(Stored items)
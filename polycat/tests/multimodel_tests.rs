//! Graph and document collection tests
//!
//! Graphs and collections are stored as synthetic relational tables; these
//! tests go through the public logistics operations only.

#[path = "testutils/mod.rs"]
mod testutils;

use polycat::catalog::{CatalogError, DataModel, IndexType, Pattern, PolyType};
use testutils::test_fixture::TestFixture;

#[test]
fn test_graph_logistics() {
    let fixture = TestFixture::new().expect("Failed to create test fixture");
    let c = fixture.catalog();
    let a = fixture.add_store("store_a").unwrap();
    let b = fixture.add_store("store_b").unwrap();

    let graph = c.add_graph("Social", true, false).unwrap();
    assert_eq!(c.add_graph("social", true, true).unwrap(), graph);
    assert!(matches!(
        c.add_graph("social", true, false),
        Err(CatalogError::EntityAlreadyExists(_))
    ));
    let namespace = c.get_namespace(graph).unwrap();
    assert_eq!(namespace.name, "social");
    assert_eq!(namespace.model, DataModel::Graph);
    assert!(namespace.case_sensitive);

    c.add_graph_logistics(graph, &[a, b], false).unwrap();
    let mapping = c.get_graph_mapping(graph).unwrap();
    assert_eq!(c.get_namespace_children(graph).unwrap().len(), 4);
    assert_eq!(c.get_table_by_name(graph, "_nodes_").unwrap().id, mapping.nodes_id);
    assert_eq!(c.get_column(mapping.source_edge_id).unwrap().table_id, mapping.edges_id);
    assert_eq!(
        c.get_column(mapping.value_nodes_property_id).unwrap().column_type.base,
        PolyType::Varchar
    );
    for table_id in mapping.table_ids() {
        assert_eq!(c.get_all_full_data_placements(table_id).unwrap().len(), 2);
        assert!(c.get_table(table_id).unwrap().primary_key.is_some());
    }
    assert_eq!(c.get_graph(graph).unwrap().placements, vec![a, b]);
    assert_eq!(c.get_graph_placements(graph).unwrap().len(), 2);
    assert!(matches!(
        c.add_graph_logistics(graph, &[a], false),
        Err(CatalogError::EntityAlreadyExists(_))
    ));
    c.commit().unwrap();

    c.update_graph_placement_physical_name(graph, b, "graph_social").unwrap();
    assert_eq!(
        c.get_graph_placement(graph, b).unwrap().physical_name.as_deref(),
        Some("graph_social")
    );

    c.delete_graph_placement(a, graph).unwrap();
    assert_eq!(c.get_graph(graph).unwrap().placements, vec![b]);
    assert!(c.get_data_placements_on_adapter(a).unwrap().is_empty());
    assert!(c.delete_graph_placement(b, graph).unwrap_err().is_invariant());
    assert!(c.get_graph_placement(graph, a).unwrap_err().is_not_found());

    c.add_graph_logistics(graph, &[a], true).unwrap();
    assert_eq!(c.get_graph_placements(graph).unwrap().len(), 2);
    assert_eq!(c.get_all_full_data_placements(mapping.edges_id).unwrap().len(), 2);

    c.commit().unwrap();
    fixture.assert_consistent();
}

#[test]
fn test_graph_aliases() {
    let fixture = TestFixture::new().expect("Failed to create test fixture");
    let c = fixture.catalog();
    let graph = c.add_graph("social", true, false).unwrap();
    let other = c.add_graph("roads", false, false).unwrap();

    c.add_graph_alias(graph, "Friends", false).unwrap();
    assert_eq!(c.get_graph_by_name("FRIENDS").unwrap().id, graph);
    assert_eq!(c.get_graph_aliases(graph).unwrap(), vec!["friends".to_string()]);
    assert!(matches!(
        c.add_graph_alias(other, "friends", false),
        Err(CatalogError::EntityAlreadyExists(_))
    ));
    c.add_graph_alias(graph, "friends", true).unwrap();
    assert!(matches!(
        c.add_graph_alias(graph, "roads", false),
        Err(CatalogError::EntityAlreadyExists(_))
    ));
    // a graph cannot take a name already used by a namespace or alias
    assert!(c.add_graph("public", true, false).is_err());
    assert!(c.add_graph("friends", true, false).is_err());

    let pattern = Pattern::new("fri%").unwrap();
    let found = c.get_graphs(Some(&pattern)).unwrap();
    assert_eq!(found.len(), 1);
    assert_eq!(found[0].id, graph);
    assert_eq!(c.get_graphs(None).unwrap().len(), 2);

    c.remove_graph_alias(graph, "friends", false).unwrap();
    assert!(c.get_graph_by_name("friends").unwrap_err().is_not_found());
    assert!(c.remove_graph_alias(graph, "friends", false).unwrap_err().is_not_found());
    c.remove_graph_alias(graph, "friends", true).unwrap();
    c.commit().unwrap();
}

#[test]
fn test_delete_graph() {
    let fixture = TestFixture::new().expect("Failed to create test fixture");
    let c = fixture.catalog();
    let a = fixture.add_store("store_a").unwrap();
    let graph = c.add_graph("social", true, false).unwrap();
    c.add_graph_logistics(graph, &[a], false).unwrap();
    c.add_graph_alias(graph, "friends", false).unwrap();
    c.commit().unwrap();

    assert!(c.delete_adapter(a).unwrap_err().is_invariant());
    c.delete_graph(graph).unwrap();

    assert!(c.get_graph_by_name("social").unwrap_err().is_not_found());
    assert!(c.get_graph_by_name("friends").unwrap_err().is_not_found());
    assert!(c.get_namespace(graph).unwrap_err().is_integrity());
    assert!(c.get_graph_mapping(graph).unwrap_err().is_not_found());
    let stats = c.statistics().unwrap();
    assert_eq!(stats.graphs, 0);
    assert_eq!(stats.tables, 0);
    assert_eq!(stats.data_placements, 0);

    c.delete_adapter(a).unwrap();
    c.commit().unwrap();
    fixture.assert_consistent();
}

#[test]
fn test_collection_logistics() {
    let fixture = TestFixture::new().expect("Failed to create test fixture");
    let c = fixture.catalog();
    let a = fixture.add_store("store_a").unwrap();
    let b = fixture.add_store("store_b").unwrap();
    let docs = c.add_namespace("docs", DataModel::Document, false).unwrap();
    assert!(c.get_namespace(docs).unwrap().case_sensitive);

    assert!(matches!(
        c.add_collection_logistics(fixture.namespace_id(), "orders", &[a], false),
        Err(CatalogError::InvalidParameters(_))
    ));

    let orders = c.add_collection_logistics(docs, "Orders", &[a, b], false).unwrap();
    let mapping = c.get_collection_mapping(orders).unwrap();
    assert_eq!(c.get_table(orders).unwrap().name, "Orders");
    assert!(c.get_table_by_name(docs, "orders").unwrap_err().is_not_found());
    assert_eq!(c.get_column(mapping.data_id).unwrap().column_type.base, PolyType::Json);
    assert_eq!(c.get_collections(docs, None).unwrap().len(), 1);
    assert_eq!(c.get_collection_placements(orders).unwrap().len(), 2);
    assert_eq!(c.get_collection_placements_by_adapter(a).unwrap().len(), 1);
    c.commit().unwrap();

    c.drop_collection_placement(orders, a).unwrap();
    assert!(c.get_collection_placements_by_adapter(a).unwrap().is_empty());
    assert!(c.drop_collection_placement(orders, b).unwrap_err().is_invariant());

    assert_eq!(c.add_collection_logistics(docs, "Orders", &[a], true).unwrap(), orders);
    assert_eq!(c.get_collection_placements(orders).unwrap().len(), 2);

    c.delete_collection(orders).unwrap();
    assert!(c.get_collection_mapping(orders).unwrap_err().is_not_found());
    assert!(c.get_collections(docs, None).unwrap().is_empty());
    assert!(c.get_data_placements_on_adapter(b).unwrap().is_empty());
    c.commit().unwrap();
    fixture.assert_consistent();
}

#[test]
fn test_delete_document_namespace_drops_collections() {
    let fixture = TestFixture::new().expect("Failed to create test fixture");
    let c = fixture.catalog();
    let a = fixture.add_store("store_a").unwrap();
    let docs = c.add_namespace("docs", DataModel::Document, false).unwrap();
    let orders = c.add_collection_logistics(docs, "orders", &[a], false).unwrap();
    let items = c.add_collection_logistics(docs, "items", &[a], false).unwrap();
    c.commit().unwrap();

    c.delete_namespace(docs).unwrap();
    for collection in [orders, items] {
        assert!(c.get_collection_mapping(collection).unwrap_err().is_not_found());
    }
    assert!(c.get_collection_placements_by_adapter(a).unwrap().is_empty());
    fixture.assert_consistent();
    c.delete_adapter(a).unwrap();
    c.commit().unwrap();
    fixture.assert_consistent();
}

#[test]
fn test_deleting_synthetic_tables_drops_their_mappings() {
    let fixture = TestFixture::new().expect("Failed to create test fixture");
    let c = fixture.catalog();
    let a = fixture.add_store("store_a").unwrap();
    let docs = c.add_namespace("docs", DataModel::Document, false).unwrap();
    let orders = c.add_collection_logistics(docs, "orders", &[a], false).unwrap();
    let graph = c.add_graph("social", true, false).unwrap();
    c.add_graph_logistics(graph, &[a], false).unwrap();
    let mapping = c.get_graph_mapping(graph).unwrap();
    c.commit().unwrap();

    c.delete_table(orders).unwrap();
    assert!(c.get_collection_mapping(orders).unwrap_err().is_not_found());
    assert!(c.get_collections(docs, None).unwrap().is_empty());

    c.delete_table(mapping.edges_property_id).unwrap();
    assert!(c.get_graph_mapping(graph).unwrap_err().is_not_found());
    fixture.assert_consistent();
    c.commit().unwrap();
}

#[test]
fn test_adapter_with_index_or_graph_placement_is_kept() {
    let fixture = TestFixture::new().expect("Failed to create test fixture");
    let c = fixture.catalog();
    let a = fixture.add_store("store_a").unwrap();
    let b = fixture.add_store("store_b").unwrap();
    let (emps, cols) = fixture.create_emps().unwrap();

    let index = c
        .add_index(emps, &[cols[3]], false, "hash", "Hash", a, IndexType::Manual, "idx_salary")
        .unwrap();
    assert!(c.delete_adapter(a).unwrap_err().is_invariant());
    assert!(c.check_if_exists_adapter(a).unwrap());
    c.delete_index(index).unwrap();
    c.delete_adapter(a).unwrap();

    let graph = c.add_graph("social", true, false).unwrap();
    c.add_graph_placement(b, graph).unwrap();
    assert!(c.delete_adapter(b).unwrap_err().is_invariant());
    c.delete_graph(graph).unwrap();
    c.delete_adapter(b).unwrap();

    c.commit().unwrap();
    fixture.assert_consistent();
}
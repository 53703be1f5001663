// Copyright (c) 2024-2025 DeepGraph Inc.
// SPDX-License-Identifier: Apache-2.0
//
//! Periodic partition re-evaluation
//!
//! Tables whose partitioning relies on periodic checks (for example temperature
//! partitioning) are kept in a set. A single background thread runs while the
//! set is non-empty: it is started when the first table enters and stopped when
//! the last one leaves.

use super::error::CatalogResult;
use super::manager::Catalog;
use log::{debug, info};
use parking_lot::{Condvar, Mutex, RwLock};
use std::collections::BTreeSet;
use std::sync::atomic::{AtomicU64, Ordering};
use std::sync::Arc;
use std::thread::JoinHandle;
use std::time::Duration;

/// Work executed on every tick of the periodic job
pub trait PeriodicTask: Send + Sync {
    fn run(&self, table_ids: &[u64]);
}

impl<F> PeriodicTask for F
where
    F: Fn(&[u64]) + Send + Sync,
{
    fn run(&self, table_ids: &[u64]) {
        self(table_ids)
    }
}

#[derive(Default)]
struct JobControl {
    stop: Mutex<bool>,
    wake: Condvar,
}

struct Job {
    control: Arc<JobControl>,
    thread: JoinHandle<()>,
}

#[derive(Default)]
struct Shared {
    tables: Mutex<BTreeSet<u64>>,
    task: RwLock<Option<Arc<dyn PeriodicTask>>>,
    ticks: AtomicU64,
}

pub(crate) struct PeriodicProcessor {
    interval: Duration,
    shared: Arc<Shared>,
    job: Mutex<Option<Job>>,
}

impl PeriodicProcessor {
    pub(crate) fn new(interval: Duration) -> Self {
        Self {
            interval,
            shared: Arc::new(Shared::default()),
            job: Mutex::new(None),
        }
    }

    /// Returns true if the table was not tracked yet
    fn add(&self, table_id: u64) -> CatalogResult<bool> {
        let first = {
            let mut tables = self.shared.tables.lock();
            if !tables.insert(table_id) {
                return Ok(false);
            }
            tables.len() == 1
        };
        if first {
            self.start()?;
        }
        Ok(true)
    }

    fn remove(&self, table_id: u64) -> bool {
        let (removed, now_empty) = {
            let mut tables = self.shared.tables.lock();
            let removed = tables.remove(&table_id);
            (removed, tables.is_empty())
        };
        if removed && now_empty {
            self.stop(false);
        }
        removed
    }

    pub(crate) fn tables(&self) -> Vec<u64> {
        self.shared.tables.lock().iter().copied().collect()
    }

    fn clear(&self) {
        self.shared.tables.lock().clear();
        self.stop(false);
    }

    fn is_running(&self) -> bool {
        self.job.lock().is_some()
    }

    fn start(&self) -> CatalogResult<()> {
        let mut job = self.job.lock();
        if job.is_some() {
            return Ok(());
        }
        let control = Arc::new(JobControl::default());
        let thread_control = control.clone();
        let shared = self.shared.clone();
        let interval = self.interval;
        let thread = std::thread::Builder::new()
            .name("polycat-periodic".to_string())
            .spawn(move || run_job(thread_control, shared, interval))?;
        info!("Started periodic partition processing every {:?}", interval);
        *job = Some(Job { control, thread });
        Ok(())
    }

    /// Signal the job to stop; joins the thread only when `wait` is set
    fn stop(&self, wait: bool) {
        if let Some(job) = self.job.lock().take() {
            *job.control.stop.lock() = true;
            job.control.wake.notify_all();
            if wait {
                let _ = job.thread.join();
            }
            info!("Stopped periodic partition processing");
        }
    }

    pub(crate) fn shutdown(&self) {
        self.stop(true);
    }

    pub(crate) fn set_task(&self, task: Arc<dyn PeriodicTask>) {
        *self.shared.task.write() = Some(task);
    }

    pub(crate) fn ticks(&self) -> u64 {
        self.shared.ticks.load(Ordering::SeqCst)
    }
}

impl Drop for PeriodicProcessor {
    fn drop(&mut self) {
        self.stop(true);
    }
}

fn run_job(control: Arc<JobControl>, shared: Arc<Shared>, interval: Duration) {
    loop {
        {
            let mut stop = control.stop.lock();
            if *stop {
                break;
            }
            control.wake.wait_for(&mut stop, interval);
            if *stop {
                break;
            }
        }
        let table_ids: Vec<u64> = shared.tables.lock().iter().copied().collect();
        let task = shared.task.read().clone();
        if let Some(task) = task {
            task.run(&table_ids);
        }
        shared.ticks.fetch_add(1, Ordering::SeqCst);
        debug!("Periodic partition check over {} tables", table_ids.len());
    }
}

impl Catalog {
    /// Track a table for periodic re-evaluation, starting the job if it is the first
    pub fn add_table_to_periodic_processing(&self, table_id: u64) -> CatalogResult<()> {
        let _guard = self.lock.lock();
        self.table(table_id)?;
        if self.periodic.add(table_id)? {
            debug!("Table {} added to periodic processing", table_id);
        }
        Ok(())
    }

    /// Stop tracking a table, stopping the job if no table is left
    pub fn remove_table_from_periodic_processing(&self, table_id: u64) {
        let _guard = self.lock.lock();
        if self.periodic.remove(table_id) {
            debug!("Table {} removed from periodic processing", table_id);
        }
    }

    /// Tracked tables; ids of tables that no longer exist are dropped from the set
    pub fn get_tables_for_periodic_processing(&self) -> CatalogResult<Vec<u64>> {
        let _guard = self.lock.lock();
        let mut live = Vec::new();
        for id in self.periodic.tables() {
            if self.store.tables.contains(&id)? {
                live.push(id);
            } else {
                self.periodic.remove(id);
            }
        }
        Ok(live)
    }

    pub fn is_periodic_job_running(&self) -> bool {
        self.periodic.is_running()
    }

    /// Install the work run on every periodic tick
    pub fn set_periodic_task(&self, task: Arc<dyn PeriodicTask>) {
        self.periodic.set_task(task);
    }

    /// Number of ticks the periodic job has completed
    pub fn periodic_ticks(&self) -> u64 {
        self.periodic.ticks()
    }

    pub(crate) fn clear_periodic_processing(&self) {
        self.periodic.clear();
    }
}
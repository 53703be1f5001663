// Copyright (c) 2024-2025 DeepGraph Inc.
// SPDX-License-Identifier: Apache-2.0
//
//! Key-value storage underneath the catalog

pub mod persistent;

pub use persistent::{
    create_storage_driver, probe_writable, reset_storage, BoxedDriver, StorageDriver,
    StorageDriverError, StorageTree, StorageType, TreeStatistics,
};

**Description of the task:** Reproduce exactly, please, only the lines from the start of the data above to the line that contains "for table_id in", with both ends kept.

**The answer:**
filename polycat/tests/multimodel_tests.rs
//! Graph and document collection tests
//!
//! Graphs and collections are stored as synthetic relational tables; these
//! tests go through the public logistics operations only.

#[path = "testutils/mod.rs"]
mod testutils;

use polycat::catalog::{CatalogError, DataModel, IndexType, Pattern, PolyType};
use testutils::test_fixture::TestFixture;

#[test]
fn test_graph_logistics() {
    let fixture = TestFixture::new().expect("Failed to create test fixture");
    let c = fixture.catalog();
    let a = fixture.add_store("store_a").unwrap();
    let b = fixture.add_store("store_b").unwrap();

    let graph = c.add_graph("Social", true, false).unwrap();
    assert_eq!(c.add_graph("social", true, true).unwrap(), graph);
    assert!(matches!(
        c.add_graph("social", true, false),
        Err(CatalogError::EntityAlreadyExists(_))
    ));
    let namespace = c.get_namespace(graph).unwrap();
    assert_eq!(namespace.name, "social");
    assert_eq!(namespace.model, DataModel::Graph);
    assert!(namespace.case_sensitive);

    c.add_graph_logistics(graph, &[a, b], false).unwrap();
    let mapping = c.get_graph_mapping(graph).unwrap();
    assert_eq!(c.get_namespace_children(graph).unwrap().len(), 4);
    assert_eq!(c.get_table_by_name(graph, "_nodes_").unwrap().id, mapping.nodes_id);
    assert_eq!(c.get_column(mapping.source_edge_id).unwrap().table_id, mapping.edges_id);
    assert_eq!(
        c.get_column(mapping.value_nodes_property_id).unwrap().column_type.base,
        PolyType::Varchar
    );
    for table_id in mapping.table_ids() {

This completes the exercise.